Recorded data
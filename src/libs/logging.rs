//! `tracing` subscriber setup.
//!
//! Logs go to stderr so they never interleave with tables and prompts on
//! stdout. `RUST_LOG` wins over the configured level.

use tracing_subscriber::EnvFilter;

pub fn init(default_level: &str) {
    let env_filter = EnvFilter::try_from_default_env().unwrap_or_else(|_| EnvFilter::new(default_level));

    // A subscriber may already be installed (tests, embedding); keep that one.
    let _ = tracing_subscriber::fmt()
        .with_env_filter(env_filter)
        .with_writer(std::io::stderr)
        .with_target(false)
        .try_init();
}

* **WHAT TO PRODUCE**: Report all lines of the data that include the word "EnvFilter".

* **RESULT OF THE EXERCISE**:
use tracing_subscriber::EnvFilter;
    let env_filter = EnvFilter::try_from_default_env().unwrap_or_else(|_| EnvFilter::new(default_level));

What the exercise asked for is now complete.